The far-left New York Times is “reviewing” columns written by disgraced columnist Nick “Israel-Teaches-Dogs-to-Rape-Palestinians” Kristof over credible pay-for-play allegations.
This all harkens back to 2021, when Kristof made a carpet-bagging ass of himself in an attempt to run for governor of Oregon as, naturally, a Democrat. He quit his job at the Times. He formed a PAC. He raised millions. But there was just one teensy-tiny little problem: Kristof didn’t live in Oregon. He lived in New York. He had a New York driver’s license. He voted in New York. Obviously, he thought he could Big Shot his way around the rules, but Oregon’s Secretary of State and then the Supreme Court told the New Yorker to buzz off. He never even got on the ballot.
Get this, the guy who didn’t live in Oregon still raised over $2 million to run for governor of a state he didn’t live in.
Nevertheless, by late 2022, he was back working as a New York Times columnist with all of that money still in his control.
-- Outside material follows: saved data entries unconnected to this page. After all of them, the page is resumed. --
//! Movement rules for the player and the adversaries.
//!
//! Player/adversary contact is only detected from the adversary side: the
//! player may step onto an adversary's cell, and the game ends when that
//! adversary takes its own turn.

use crate::config::GameConfig;
use crate::geometry::{Direction, Grid, Position};
use crate::rng::RngOracle;
use crate::state::GameState;

/// Result of a single player step.
#[derive(Clone, Copy, Debug, PartialEq, Eq)]
pub enum PlayerMove {
    /// Destination is on the frame or outside the grid; nothing changed.
    OutOfBounds { destination: Position },
    /// Destination holds an obstacle; nothing changed.
    Blocked { destination: Position },
    /// Player moved onto an empty cell.
    Moved { to: Position },
    /// Player moved and picked up one collectible.
    Collected { to: Position, remaining: usize },
}

impl PlayerMove {
    pub fn is_committed(&self) -> bool {
        matches!(self, Self::Moved { .. } | Self::Collected { .. })
    }
}

/// Summary of one adversary tick.
#[derive(Clone, Copy, Debug, Default, PartialEq, Eq)]
pub struct AdversaryTick {
    /// Adversaries that advanced a cell.
    pub moved: usize,
    /// Adversaries that were blocked and re-rolled their facing.
    pub blocked: usize,
    /// Adversaries that re-targeted the player this tick.
    pub retargeted: usize,
    /// True when any adversary ended the tick on the player's cell.
    pub caught_player: bool,
}

/// Whether an entity may enter `position`.
pub fn is_open(state: &GameState, grid: &Grid, position: Position) -> bool {
    grid.is_inside_interior(position) && !state.is_obstacle(position)
}

/// Attempts to move the player one cell in `direction`.
///
/// On success, picks up the first collectible on the destination (if any),
/// awards the pickup reward, and sets `won` once no collectibles remain.
pub fn move_player(
    state: &mut GameState,
    grid: &Grid,
    config: &GameConfig,
    direction: Direction,
) -> PlayerMove {
    let destination = state.player.step(direction);

    if !grid.is_inside_interior(destination) {
        return PlayerMove::OutOfBounds { destination };
    }
    if state.is_obstacle(destination) {
        return PlayerMove::Blocked { destination };
    }

    state.player = destination;

    let picked = state
        .collectibles
        .iter()
        .position(|item| *item == destination);

    if let Some(idx) = picked {
        state.collectibles.remove(idx);
        state.score += config.pickup_reward;
    }

    if state.collectibles.is_empty() {
        state.won = true;
    }

    match picked {
        Some(_) => PlayerMove::Collected {
            to: destination,
            remaining: state.collectibles.len(),
        },
        None => PlayerMove::Moved { to: destination },
    }
}

/// Advances every adversary by one tick, in collection order.
///
/// Each adversary may re-target toward the player, then tries one step along
/// its facing. A blocked adversary stays put and rolls a fresh facing for the
/// next tick instead of retrying. Landing on the player sets `over`; later
/// adversaries in the same tick still take their turn.
pub fn move_adversaries<R: RngOracle + ?Sized>(
    state: &mut GameState,
    grid: &Grid,
    config: &GameConfig,
    rng: &mut R,
) -> AdversaryTick {
    let mut tick = AdversaryTick::default();
    let player = state.player;

    for idx in 0..state.adversaries.len() {
        let mut adversary = state.adversaries[idx];

        if rng.chance(config.chase_percent) {
            if let Some(facing) = Direction::toward(adversary.position, player) {
                adversary.facing = facing;
            }
            tick.retargeted += 1;
        }

        let destination = adversary.position.step(adversary.facing);
        if is_open(state, grid, destination) {
            adversary.position = destination;
            tick.moved += 1;
        } else {
            adversary.facing = Direction::random(rng);
            tick.blocked += 1;
        }

        if adversary.position == player {
            state.over = true;
            tick.caught_player = true;
        }

        state.adversaries[idx] = adversary;
    }

    tick
}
To avoid a conflict of interest, Kristof said the money would go to causes rather than politicians and admitted, “I’m still engaged in the planning for [the PAC]. I was emailing people this morning about it, and trying to set up a meeting.”
At the time, the far-left Rolling Stone wondered about those conflicts of interest and compiled a short list of Kristof’s famous, wealthy, and influential donors:
Microsoft billionaires Bill Gates, Melinda Gates, and Connie Balmer; as well as LinkedIn CEO Reid Hoffman; former Disney CEO Bob Iger; Disney heir Abigail Disney; Jeff Bezos’ dad, Miguel; former Treasury Secretaries Robert Rubin and Larry Summers; former Democrat House majority leader Dick Gephardt; and the Angelina Jolie Family Trust, among others.
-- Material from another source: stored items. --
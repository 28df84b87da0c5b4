//! Authoritative game state representation.
//!
//! [`GameState`] is a plain aggregate: the engine owns it exclusively and is
//! the only code that mutates it. Frontends read it to render.

use crate::geometry::{Direction, Position};

/// A mobile adversary and the direction it is currently travelling.
#[derive(Clone, Copy, Debug, PartialEq, Eq)]
pub struct Adversary {
    pub position: Position,
    pub facing: Direction,
}

impl Adversary {
    pub const fn new(position: Position, facing: Direction) -> Self {
        Self { position, facing }
    }
}

/// Coarse lifecycle of a session, derived from the `won`/`over` flags.
#[derive(Clone, Copy, Debug, PartialEq, Eq)]
pub enum Phase {
    /// Adversaries move on ticks and keys drive the player.
    Playing,
    /// Level complete; ticks are suppressed until any key advances the level.
    Won,
    /// Terminal. Nothing mutates the state any more.
    Over,
}

/// Canonical snapshot of the game.
#[derive(Clone, Debug, PartialEq, Eq)]
pub struct GameState {
    pub player: Position,
    /// Items still to pick up. Order is irrelevant; duplicates are allowed.
    pub collectibles: Vec<Position>,
    /// Iterated in a stable order every tick.
    pub adversaries: Vec<Adversary>,
    /// Impassable cells, fixed for the lifetime of a level.
    pub obstacles: Vec<Position>,
    pub score: u32,
    /// 1-based level number.
    pub level: u32,
    /// Collectible count chosen at generation time.
    pub collectibles_needed: u32,
    pub over: bool,
    pub won: bool,
}

impl GameState {
    /// Creates an empty level-1 state with the player at `player`.
    ///
    /// Collections are empty; the engine populates them through level
    /// generation.
    pub fn new(player: Position) -> Self {
        Self {
            player,
            collectibles: Vec::new(),
            adversaries: Vec::new(),
            obstacles: Vec::new(),
            score: 0,
            level: 1,
            collectibles_needed: 0,
            over: false,
            won: false,
        }
    }

    pub fn phase(&self) -> Phase {
        if self.over {
            Phase::Over
        } else if self.won {
            Phase::Won
        } else {
            Phase::Playing
        }
    }

    pub fn is_obstacle(&self, position: Position) -> bool {
        self.obstacles.contains(&position)
    }

    /// Number of collectibles picked up on the current level.
    pub fn collected(&self) -> u32 {
        self.collectibles_needed
            .saturating_sub(self.collectibles.len() as u32)
    }
}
The Times assured Rolling Stone and its readers that “Nick will either refrain from writing about donors or disclose the relationship to readers.”
That was in 2022.
Now it’s been discovered that without disclosing the donor relationship to readers, Kristof wrote “favorably about Bill Gates and his nonprofit” in “a series of pieces between 2022 and 2025,” reports the far-left Semafor. Also, when “Kristof mentioned Council on Foreign Relations member Deborah Fikes in a 2024 column about North Korea, he did not say that she had donated $10,000 to his political campaign.”
Additionally, “Kristof quoted McKinsey Global Managing Partner Bob Sternfels” in a 2023 column “without noting that Sternfels and his wife both donated a combined $5,000 to his campaign.”
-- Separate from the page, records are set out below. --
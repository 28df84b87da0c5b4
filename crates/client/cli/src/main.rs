//! Terminal client entry point.
use anyhow::Result;
use xzap_cli::{CliApp, CliConfig, logging, summary};

#[tokio::main]
async fn main() -> Result<()> {
    // Load .env file if it exists (silently ignore if not found)
    let _ = dotenvy::dotenv();

    let config = CliConfig::from_env()?;

    let _log_guard = logging::try_setup_logging(config.log_dir.as_deref());

    let end = CliApp::new(config).run().await?;
    for line in summary(&end) {
        println!("{line}");
    }

    Ok(())
}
In 2023 and 2024 columns, Kristof quoted “the late Harvard professor Joseph Nye [and] failed to note that Nye had donated $1,000.”
And then there’s this: “Kristof repeatedly highlighted organizations in the Times’ annual holiday giving guides that had supported his campaign.”
When contacted by Semafor, the Times admitted that “Previous political donations made by some people Nick Kristof mentioned in his columns should have been made more clear to readers.” So now, “Editors from Times Opinion are reviewing these articles to determine further clarifications for readers.”
Kristof will get away with it because — all together now — Democrats sure got it good.